At InnoSenT, the customised design of the radar sensor includes not only the design and simulation of the antenna but also the conception of the radio frequency circuit and the necessary DSP-boards.
We also offer embedded software development as one of our services. If necessary, a fully digital interface can be implemented for the sensor. The sensor data obtained can be output either unprocessed or completely evaluated depending on the application.
The electronic and mechanical set-up of the sensor prototypes is done promptly by our in-house production. The final integration of the sensors into the vehicle and the measurements and test drives required for this can also be carried out by the InnoSenT application team if desired.
Next to the far field, the near field of an antennae is of great interest. In contrast to far field, the near field contains the reactive power which is not radiated. For this reason, the directional receiving pattern of the antenna has not yet been completely developed in this area. Using a scanner-based method, this defect can be eliminated. With a special near field scanner, the electromagnetic field in the immediate proximity of the antenna or circuit is scanned.
The magnitude and phase of the emitted signal are scanned with a special probe and read out in a network analyser. In this way, any possible interference or error sources can be localised on the antenna circuit board. Data established in the field simulation is used as a reference for the comparison.
An important additional benefit:
Calculations for the far field can also be carried out from the near field data obtained.
The design of an antenna according to the customer's request - a complex task. As one of the core components of the radar sensor, the antenna plays an important role in the entire system. Here an antenna can do much more than just look "straight ahead": The directional response pattern can be optimally adapted by setting the phases and amplitude assignment of the individual antennae (patches) to the respective requirements. In order to handle the large amount of computing time in this development phase, InnoSenT has high performance multi-processor systems. For the design and simulation of the antennae, 3D and 2.5D software tools are used.
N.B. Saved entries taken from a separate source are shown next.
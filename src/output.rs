//! Result types for a translation run, and atomic artifact writing.

use crate::error::{LineError, Pdf2JaError};
use serde::{Deserialize, Serialize};
use std::path::{Path, PathBuf};
use tracing::info;

/// What became of one line of the formatted text.
#[derive(Debug, Clone, PartialEq, Eq, Serialize, Deserialize)]
#[serde(tag = "status", rename_all = "snake_case")]
pub enum LineOutcome {
    /// Structural blank line; never sent to the backend.
    Blank,
    /// Translated successfully.
    Translated {
        source: String,
        translation: String,
        retries: u32,
    },
    /// Given up on; the source text stands in for the translation.
    Untranslated { source: String, error: LineError },
}

impl LineOutcome {
    /// Text that goes into the output file for this line.
    pub fn text(&self) -> &str {
        match self {
            LineOutcome::Blank => "",
            LineOutcome::Translated { translation, .. } => translation,
            LineOutcome::Untranslated { source, .. } => source,
        }
    }

    pub fn is_failure(&self) -> bool {
        matches!(self, LineOutcome::Untranslated { .. })
    }
}

/// Everything the driver produced, in input order.
#[derive(Debug, Clone, Default, Serialize, Deserialize)]
pub struct TranslationRun {
    /// One entry per processed line; shorter than the input only when aborted.
    pub lines: Vec<LineOutcome>,
    /// The operator chose to stop early.
    pub aborted: bool,
}

impl TranslationRun {
    /// Output text: lines joined by `\n`, with a trailing `\n`.
    pub fn render(&self) -> String {
        let mut text = self
            .lines
            .iter()
            .map(LineOutcome::text)
            .collect::<Vec<_>>()
            .join("\n");
        text.push('\n');
        text
    }

    pub fn stats(&self) -> TranslationStats {
        let mut stats = TranslationStats {
            processed_lines: self.lines.len(),
            aborted: self.aborted,
            ..Default::default()
        };
        for line in &self.lines {
            match line {
                LineOutcome::Blank => stats.blank_lines += 1,
                LineOutcome::Translated { retries, .. } => {
                    stats.translated_lines += 1;
                    stats.retries += *retries as u64;
                }
                LineOutcome::Untranslated { .. } => stats.untranslated_lines += 1,
            }
        }
        stats
    }
}

/// Counters for a run.
#[derive(Debug, Clone, Default, PartialEq, Eq, Serialize, Deserialize)]
pub struct TranslationStats {
    pub processed_lines: usize,
    pub translated_lines: usize,
    pub untranslated_lines: usize,
    pub blank_lines: usize,
    /// Retries spent on lines that eventually translated.
    pub retries: u64,
    pub aborted: bool,
}

/// Paths of the files written for one input.
#[derive(Debug, Clone, Default, Serialize, Deserialize)]
pub struct Artifacts {
    pub normalized: Option<PathBuf>,
    pub formatted: Option<PathBuf>,
    pub translated: Option<PathBuf>,
}

/// Full result of [`crate::translate::translate_file`].
#[derive(Debug, Clone, Serialize, Deserialize)]
pub struct TranslationOutput {
    pub run: TranslationRun,
    pub stats: TranslationStats,
    pub artifacts: Artifacts,
    pub total_duration_ms: u64,
}

/// Write `text` to `dir/name` atomically: write a `.tmp` sibling, then rename.
pub async fn write_artifact(dir: &Path, name: &str, text: &str) -> Result<PathBuf, Pdf2JaError> {
    let path = dir.join(name);
    let fail = |source: std::io::Error| Pdf2JaError::OutputWriteFailed {
        path: path.clone(),
        source,
    };

    info!("{} writing..", path.display());
    let tmp_path = dir.join(format!("{name}.tmp"));
    tokio::fs::write(&tmp_path, text).await.map_err(fail)?;
    tokio::fs::rename(&tmp_path, &path).await.map_err(fail)?;
    Ok(path)
}
//! Normalizer: raw extracted text → one logical text with paragraph marks.
//!
//! PDF pages come out of pdfium with a form feed, a trailing page number and
//! ragged indentation. Each page is trimmed, its trailing digit run dropped,
//! and a blank line added when it ends on a full stop so the segmenter sees a
//! paragraph boundary there. Afterwards every line of the joined text is
//! trimmed.
//!
//! Any digits at the very end of a page are treated as a page number, even
//! when they are really content (a year, a measurement). That heuristic is
//! accepted as is.

use crate::pipeline::Document;
use once_cell::sync::Lazy;
use regex::Regex;

static RE_TRAILING_DIGITS: Lazy<Regex> = Lazy::new(|| Regex::new(r"\d+$").unwrap());

/// Normalize a whole document.
///
/// PDF pages get page-artifact stripping; a plain-text document is a single
/// string with no page furniture, so only the per-line trim applies.
pub fn normalize(document: &Document) -> String {
    match document {
        Document::Pdf(pages) => normalize_pages(pages),
        Document::Text(text) => trim_lines(text),
    }
}

/// Strip page artifacts from each page, concatenate, then trim every line.
pub fn normalize_pages<S: AsRef<str>>(pages: &[S]) -> String {
    let joined: String = pages.iter().map(|p| clean_page(p.as_ref())).collect();
    trim_lines(&joined)
}

/// Clean one page: trim, drop the trailing page number, end with a line
/// break, and double it after a closing full stop.
///
/// A page with nothing left after stripping contributes an empty string.
fn clean_page(page: &str) -> String {
    let trimmed = page.trim();
    let body = RE_TRAILING_DIGITS.replace(trimmed, "");
    let body = body.trim();
    if body.is_empty() {
        return String::new();
    }

    let mut out = String::with_capacity(body.len() + 2);
    out.push_str(body);
    out.push('\n');
    if body.ends_with('.') {
        out.push('\n');
    }
    out
}

/// Trim each line in place, keeping the line structure.
pub fn trim_lines(text: &str) -> String {
    text.split('\n')
        .map(str::trim)
        .collect::<Vec<_>>()
        .join("\n")
}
Another milestone in the design of an antenna is the integration into the later working environment. The challenge: The spatial conditions for the installation of the antenna in the vehicle are not always ideal. In this way, bumpers and body parts can affect the performance of the entire system. In order to identify such problems already in advance, vehicle parts and complete body segments are integrated into the simulation. In this way, suitable optimisation measures can be specified early on which, in part, yield significant time and cost benefits in the further development.
To ensure that the simulation corresponds to reality, the antenna must be calibrated. This is done for the far field in a correspondingly dimensioned measurement chamber.
To avoid disruptive reflections, the walls of the measurement chamber are completely covered with absorbent materials. The distance between the antenna and the measurement system is so chosen that only the far range of the antenna is picked up.